Mineral Industry Of Kazakhstan
Kazakhstan ranks second only to Russia among the countries of the CIS in its quantity of mineral production. It is endowed with large reserves of a wide range of metallic ores, industrial minerals, and fuels, and its metallurgical sector is a major producer of a large number of metals from domestic and imported raw materials. In 2005, its metal mining sector produced bauxite, chromite, copper, iron, lead, manganese, and zinc ores, and its metallurgical sector produced such metals as beryllium, bismuth, cadmium, copper, ferroalloys, lead, magnesium, rhenium, steel, titanium, and zinc. The country produced significant amounts of other nonferrous and industrial mineral products, such as alumina, arsenic, barite, gold, molybdenum, phosphate rock, and tungsten. The country was a large producer of mineral fuels, including coal, natural gas, oil, and uranium.
The country’s economy is heavily dependent on the production of minerals. Output from Kazakhstan’s mineral and natural resources sector for 2004 accounted for 74.1% of the value of industrial production, of which 43.1% came from the oil and gas condensate extraction. In 2004, the mineral extraction sector accounted for 32% of the GDP, employed 191,000 employees, and accounted for 33.1% of capital investment and 64.5% of direct foreign investment, of which 63.5% was in the oil sector.
Since the breakup of the Soviet Union, Kazakhstan has been perceived globally as a supplier of mineral commodities, which include oil, nonferrous metals, and uranium. Kazakhstan has been developing a rich mineral resource endowment. Intensive raw materials production and exports have helped the economy to overcome economic crises and ensured high rates of economic growth during the past 3 years.
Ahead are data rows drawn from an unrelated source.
//! Tenant Store: the resolved tenant configuration and its fetch latch.
//!
//! DESIGN
//! ======
//! `is_loading` is the mutual-exclusion signal between the bootstrap
//! orchestrator and the tenant loader. [`TenantStore::begin_loading`] is the
//! only sanctioned way to raise it: an atomic check-and-set whose guard lowers
//! the flag again on drop, so no exit path can leave it stuck.
//!
//! Each acquisition takes a fresh ticket. A guard lowers the flag only while
//! its ticket still owns the latch; [`TenantStore::clear`] revokes ownership,
//! so a fetch orphaned by teardown cannot release a later session's latch.

use std::sync::Arc;

use serde::{Deserialize, Serialize};
use serde_json::{Map, Value};
use tokio::sync::watch;
use tracing::{debug, warn};

use crate::config::StorageKeys;
use crate::storage::{KeyValueStorage, load_json, save_json};

#[derive(Debug, Clone, Copy, Default, PartialEq, Eq, Serialize, Deserialize)]
#[serde(rename_all = "SCREAMING_SNAKE_CASE")]
pub enum Plan {
    #[default]
    Free,
    Pro,
    Business,
    Enterprise,
    #[serde(other)]
    Unknown,
}

impl Plan {
    /// Parse a plan label case-insensitively; unrecognized labels map to `Unknown`.
    #[must_use]
    pub fn from_label(label: &str) -> Self {
        match label.trim().to_ascii_uppercase().as_str() {
            "FREE" => Self::Free,
            "PRO" => Self::Pro,
            "BUSINESS" => Self::Business,
            "ENTERPRISE" => Self::Enterprise,
            _ => Self::Unknown,
        }
    }
}

#[derive(Debug, Clone, Default, PartialEq, Serialize, Deserialize)]
#[serde(rename_all = "camelCase", default)]
pub struct TenantConfig {
    pub record_id: String,
    pub account_code: Option<String>,
    pub slug: String,
    pub name: String,
    pub plan: Plan,
    pub settings: Map<String, Value>,
    pub theme: Map<String, Value>,
    pub feature_flags: Map<String, Value>,
}

impl TenantConfig {
    /// Both identifiers known; no further fetch is warranted.
    #[must_use]
    pub fn is_resolved(&self) -> bool {
        !self.record_id.is_empty() && self.account_code.as_deref().is_some_and(|c| !c.is_empty())
    }

    #[must_use]
    pub fn feature_enabled(&self, flag: &str) -> bool {
        self.feature_flags.get(flag).and_then(Value::as_bool).unwrap_or(false)
    }
}

#[derive(Debug, Clone, Default, PartialEq)]
pub struct TenantState {
    pub tenant: Option<TenantConfig>,
    pub is_loading: bool,
    /// Set once rehydration from local storage has run.
    pub initialized: bool,
    /// Ticket of the guard that owns the raised latch.
    latch_ticket: u64,
}

#[derive(Serialize, Deserialize, Default)]
struct PersistedTenant {
    #[serde(default)]
    tenant: Option<TenantConfig>,
}

// =============================================================================
// STORE
// =============================================================================

#[derive(Clone)]
pub struct TenantStore {
    state: Arc<watch::Sender<TenantState>>,
    local: Arc<dyn KeyValueStorage>,
    key: String,
}

impl TenantStore {
    #[must_use]
    pub fn new(local: Arc<dyn KeyValueStorage>, keys: &StorageKeys) -> Self {
        let (tx, _rx) = watch::channel(TenantState::default());
        Self { state: Arc::new(tx), local, key: keys.tenant.clone() }
    }

    pub fn rehydrate(&self) {
        let restored = match load_json::<PersistedTenant>(self.local.as_ref(), &self.key) {
            Ok(found) => found.and_then(|p| p.tenant),
            Err(e) => {
                warn!(error = %e, "tenant rehydration failed; starting empty");
                None
            }
        };
        self.state.send_modify(|state| {
            if restored.is_some() {
                state.tenant = restored;
            }
            state.initialized = true;
        });
    }

    #[must_use]
    pub fn subscribe(&self) -> watch::Receiver<TenantState> {
        self.state.subscribe()
    }

    #[must_use]
    pub fn snapshot(&self) -> TenantState {
        self.state.borrow().clone()
    }

    #[must_use]
    pub fn tenant(&self) -> Option<TenantConfig> {
        self.state.borrow().tenant.clone()
    }

    #[must_use]
    pub fn is_loading(&self) -> bool {
        self.state.borrow().is_loading
    }

    #[must_use]
    pub fn is_resolved(&self) -> bool {
        self.state.borrow().tenant.as_ref().is_some_and(TenantConfig::is_resolved)
    }

    /// Replace the tenant wholesale.
    pub fn set_tenant(&self, config: TenantConfig) {
        self.state.send_modify(|state| state.tenant = Some(config));
        self.persist();
    }

    /// Raw flag setter. Prefer [`TenantStore::begin_loading`], which pairs the
    /// raise with a guaranteed lower.
    pub fn set_loading(&self, loading: bool) {
        self.state.send_if_modified(|state| {
            let changed = state.is_loading != loading;
            state.is_loading = loading;
            changed
        });
    }

    /// Raise `is_loading` if and only if it is currently lowered. Returns
    /// `None` when another fetch already holds the latch.
    #[must_use]
    pub fn begin_loading(&self) -> Option<LoadingGuard> {
        let mut ticket = None;
        self.state.send_if_modified(|state| {
            if state.is_loading {
                return false;
            }
            state.latch_ticket = state.latch_ticket.wrapping_add(1);
            state.is_loading = true;
            ticket = Some(state.latch_ticket);
            true
        });
        ticket.map(|ticket| LoadingGuard { store: self.clone(), ticket })
    }

    fn end_loading(&self, ticket: u64) {
        self.state.send_if_modified(|state| {
            if !state.is_loading || state.latch_ticket != ticket {
                return false;
            }
            state.is_loading = false;
            true
        });
    }

    /// Drop the tenant and its persisted blob, and revoke any held latch.
    /// Leaves `initialized` intact.
    pub fn clear(&self) {
        self.state.send_if_modified(|state| {
            let changed = state.tenant.is_some() || state.is_loading;
            state.tenant = None;
            state.is_loading = false;
            state.latch_ticket = state.latch_ticket.wrapping_add(1);
            changed
        });
        if let Err(e) = self.local.remove_item(&self.key) {
            debug!(error = %e, "persisted tenant removal failed");
        }
    }

    fn persist(&self) {
        let persisted = PersistedTenant { tenant: self.tenant() };
        if let Err(e) = save_json(self.local.as_ref(), &self.key, &persisted) {
            debug!(error = %e, "tenant persist failed; continuing in memory");
        }
    }
}

/// Holds the tenant fetch latch; lowering `is_loading` on drop unless the
/// latch was revoked in the meantime.
#[must_use = "dropping the guard immediately releases the tenant fetch latch"]
pub struct LoadingGuard {
    store: TenantStore,
    ticket: u64,
}

impl Drop for LoadingGuard {
    fn drop(&mut self) {
        self.store.end_loading(self.ticket);
    }
}

#[cfg(test)]
#[path = "tenant_test.rs"]
mod tests;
The economy of Kazakhstan has been growing owing to the state policy of attracting foreign investment into its extraction industries. Kazakhstan was the first CIS country assigned with investment sovereign rating, and the World Bank has listed Kazakhstan among the 20 most attractive countries for investment. As a small economy with large fuel and mineral resources, however, Kazakhstan has not been particularly attractive for investment in the manufacturing sector, which makes the country highly vulnerable to fluctuations in commodity prices.
In view of the danger of the economy not using effectively the excess profits from the extracting sectors and foreseeing a possible negative effect from a sharp downfall of oil prices, the government established the National Fund to accumulate surplus oil revenues. The revenues in the Fund are to be used for the overall development of the national economy.